● Assigned task
Could you copy every line from the material below in which "normalized" appears?

Extracted records Start Marker

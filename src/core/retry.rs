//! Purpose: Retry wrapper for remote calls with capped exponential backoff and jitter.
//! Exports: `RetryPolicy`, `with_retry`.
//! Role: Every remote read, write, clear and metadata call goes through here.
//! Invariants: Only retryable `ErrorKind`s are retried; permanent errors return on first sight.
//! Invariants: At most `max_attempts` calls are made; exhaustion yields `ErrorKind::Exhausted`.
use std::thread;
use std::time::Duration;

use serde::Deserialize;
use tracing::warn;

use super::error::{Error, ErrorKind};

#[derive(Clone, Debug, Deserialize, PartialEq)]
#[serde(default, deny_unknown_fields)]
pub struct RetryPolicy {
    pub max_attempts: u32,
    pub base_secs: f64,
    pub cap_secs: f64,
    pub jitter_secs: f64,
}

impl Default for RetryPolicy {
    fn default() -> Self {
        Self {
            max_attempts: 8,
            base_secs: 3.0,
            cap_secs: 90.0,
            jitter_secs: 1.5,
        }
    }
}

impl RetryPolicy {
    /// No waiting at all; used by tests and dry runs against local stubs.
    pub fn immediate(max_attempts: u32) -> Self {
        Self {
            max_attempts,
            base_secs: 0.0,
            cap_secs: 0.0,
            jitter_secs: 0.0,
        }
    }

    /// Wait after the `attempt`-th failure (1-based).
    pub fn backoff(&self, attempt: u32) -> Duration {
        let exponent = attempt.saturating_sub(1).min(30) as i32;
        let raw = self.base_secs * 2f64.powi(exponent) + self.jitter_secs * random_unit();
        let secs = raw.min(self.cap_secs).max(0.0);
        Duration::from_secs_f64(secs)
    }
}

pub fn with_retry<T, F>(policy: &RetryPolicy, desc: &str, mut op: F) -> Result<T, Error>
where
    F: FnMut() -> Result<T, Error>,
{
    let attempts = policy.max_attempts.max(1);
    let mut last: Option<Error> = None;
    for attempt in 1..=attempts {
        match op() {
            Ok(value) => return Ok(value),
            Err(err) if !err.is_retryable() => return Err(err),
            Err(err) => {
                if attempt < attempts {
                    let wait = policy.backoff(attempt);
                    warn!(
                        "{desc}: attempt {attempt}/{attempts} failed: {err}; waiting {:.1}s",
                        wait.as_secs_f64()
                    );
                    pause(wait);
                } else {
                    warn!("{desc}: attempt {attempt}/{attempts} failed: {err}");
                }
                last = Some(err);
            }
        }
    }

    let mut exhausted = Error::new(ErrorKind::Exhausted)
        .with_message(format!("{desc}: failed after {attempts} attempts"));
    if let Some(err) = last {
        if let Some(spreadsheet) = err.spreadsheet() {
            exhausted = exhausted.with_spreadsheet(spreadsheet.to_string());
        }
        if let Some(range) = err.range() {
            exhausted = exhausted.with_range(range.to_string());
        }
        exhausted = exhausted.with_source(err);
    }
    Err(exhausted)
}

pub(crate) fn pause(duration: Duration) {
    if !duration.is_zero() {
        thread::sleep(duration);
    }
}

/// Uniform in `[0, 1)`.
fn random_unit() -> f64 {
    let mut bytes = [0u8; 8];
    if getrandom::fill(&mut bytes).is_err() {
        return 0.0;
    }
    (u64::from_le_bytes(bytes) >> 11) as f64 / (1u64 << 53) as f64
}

Extracted records End Marker
Extracted records Start Marker

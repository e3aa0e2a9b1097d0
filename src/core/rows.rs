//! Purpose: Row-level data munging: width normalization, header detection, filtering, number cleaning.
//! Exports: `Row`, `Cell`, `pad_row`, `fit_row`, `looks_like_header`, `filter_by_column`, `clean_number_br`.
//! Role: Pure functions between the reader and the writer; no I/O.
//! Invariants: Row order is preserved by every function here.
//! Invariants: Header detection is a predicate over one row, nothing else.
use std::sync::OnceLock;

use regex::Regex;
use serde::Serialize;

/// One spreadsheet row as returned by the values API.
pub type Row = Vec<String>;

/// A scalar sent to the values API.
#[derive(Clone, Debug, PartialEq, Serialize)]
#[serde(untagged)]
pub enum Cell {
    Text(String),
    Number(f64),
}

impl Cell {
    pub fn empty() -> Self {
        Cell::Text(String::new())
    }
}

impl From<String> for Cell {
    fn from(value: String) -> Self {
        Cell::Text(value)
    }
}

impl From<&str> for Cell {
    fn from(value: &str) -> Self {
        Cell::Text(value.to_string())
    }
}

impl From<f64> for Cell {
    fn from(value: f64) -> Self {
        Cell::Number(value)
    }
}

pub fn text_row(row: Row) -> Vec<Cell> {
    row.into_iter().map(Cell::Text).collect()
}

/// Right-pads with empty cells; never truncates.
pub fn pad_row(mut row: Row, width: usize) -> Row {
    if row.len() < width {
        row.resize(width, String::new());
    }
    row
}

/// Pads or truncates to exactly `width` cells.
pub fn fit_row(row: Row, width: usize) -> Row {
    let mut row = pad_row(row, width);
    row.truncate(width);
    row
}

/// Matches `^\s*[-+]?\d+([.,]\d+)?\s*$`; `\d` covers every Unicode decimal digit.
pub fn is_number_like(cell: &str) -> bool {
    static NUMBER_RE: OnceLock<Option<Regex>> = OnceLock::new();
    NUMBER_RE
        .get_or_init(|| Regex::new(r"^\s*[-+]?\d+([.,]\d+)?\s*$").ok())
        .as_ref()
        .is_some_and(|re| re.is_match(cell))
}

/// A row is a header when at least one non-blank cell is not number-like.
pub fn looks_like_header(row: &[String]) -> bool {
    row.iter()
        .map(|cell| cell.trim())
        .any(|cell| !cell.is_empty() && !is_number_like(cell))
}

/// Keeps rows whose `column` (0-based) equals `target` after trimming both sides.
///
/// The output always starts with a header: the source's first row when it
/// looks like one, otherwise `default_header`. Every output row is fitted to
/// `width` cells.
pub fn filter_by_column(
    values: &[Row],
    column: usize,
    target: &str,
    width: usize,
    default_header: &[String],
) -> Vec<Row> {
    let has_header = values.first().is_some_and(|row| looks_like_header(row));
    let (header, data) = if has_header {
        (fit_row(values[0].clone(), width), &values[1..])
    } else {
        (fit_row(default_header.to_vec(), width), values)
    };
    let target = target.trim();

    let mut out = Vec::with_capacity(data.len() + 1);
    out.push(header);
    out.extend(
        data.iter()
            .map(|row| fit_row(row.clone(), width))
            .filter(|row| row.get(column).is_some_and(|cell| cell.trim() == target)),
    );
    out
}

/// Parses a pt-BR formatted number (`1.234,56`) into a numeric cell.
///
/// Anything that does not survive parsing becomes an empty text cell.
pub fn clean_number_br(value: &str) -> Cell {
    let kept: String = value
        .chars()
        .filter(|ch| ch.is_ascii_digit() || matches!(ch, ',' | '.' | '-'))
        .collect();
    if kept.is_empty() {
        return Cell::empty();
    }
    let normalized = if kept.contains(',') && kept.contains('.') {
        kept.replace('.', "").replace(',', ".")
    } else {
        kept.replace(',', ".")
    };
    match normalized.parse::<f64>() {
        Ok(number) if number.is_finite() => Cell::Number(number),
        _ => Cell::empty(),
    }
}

Extracted records End Marker
Extracted records Start Marker

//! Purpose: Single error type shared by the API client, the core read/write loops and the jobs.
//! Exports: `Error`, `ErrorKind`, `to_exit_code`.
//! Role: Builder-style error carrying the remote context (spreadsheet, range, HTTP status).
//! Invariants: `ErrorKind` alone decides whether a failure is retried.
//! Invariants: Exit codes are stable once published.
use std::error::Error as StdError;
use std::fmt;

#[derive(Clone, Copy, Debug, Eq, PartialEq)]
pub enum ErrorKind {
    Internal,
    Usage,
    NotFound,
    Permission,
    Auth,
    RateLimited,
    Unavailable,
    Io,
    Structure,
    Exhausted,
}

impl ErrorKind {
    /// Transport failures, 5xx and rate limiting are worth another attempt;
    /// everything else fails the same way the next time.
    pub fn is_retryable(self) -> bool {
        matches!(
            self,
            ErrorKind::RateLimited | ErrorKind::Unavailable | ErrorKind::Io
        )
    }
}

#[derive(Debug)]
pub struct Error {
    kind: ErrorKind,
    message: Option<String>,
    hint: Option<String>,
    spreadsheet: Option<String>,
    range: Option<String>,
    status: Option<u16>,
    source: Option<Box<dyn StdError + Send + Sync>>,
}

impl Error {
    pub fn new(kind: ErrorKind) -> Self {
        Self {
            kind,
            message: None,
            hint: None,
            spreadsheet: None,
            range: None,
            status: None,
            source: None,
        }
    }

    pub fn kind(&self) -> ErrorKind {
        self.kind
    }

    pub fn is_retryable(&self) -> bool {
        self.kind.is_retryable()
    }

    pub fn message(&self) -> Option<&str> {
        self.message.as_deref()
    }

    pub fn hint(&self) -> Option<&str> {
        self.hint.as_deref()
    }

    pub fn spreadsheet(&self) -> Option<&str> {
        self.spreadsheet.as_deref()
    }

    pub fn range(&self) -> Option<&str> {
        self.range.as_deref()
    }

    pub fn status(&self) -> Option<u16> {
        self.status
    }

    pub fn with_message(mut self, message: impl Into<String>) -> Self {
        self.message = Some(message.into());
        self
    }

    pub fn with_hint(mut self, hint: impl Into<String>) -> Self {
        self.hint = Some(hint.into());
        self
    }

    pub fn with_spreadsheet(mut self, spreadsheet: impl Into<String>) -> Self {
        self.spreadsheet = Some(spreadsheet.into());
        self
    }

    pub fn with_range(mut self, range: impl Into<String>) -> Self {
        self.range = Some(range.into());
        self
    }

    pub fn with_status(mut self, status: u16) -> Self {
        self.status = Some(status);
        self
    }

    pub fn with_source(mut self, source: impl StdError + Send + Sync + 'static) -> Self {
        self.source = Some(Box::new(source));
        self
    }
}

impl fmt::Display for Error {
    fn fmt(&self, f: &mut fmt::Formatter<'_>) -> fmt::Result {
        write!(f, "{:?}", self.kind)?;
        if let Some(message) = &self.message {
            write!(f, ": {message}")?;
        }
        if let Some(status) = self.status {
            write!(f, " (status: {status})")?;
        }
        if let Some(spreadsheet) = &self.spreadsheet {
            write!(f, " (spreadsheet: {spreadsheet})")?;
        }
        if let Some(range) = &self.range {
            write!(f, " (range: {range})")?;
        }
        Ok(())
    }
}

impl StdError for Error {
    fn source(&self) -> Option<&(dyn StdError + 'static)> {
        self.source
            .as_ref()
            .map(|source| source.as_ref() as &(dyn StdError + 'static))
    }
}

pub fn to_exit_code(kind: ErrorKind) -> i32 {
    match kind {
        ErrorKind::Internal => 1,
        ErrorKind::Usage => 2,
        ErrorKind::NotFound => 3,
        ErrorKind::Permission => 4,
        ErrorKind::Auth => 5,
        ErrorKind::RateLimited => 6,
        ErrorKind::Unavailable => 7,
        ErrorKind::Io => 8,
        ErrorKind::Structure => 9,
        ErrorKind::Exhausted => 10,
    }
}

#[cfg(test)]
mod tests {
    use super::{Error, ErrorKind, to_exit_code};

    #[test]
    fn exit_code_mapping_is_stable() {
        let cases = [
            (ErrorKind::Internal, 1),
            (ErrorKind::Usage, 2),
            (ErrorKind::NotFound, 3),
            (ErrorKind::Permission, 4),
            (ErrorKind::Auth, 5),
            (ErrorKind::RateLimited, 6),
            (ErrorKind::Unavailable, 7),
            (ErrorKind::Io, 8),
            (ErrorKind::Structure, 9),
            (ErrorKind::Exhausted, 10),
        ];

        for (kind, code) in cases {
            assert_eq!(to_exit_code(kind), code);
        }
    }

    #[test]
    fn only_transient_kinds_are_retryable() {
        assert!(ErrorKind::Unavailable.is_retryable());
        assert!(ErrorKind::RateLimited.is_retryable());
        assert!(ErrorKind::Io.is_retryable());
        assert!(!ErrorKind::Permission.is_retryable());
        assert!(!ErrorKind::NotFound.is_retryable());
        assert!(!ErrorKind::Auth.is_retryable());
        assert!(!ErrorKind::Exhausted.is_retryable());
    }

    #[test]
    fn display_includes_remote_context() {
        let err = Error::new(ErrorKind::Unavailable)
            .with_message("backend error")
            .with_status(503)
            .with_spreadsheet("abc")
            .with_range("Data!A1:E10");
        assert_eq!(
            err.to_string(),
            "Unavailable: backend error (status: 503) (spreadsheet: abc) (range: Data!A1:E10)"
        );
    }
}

Extracted records End Marker

● Answer to this exercise
    let normalized = if kept.contains(',') && kept.contains('.') {
    match normalized.parse::<f64>() {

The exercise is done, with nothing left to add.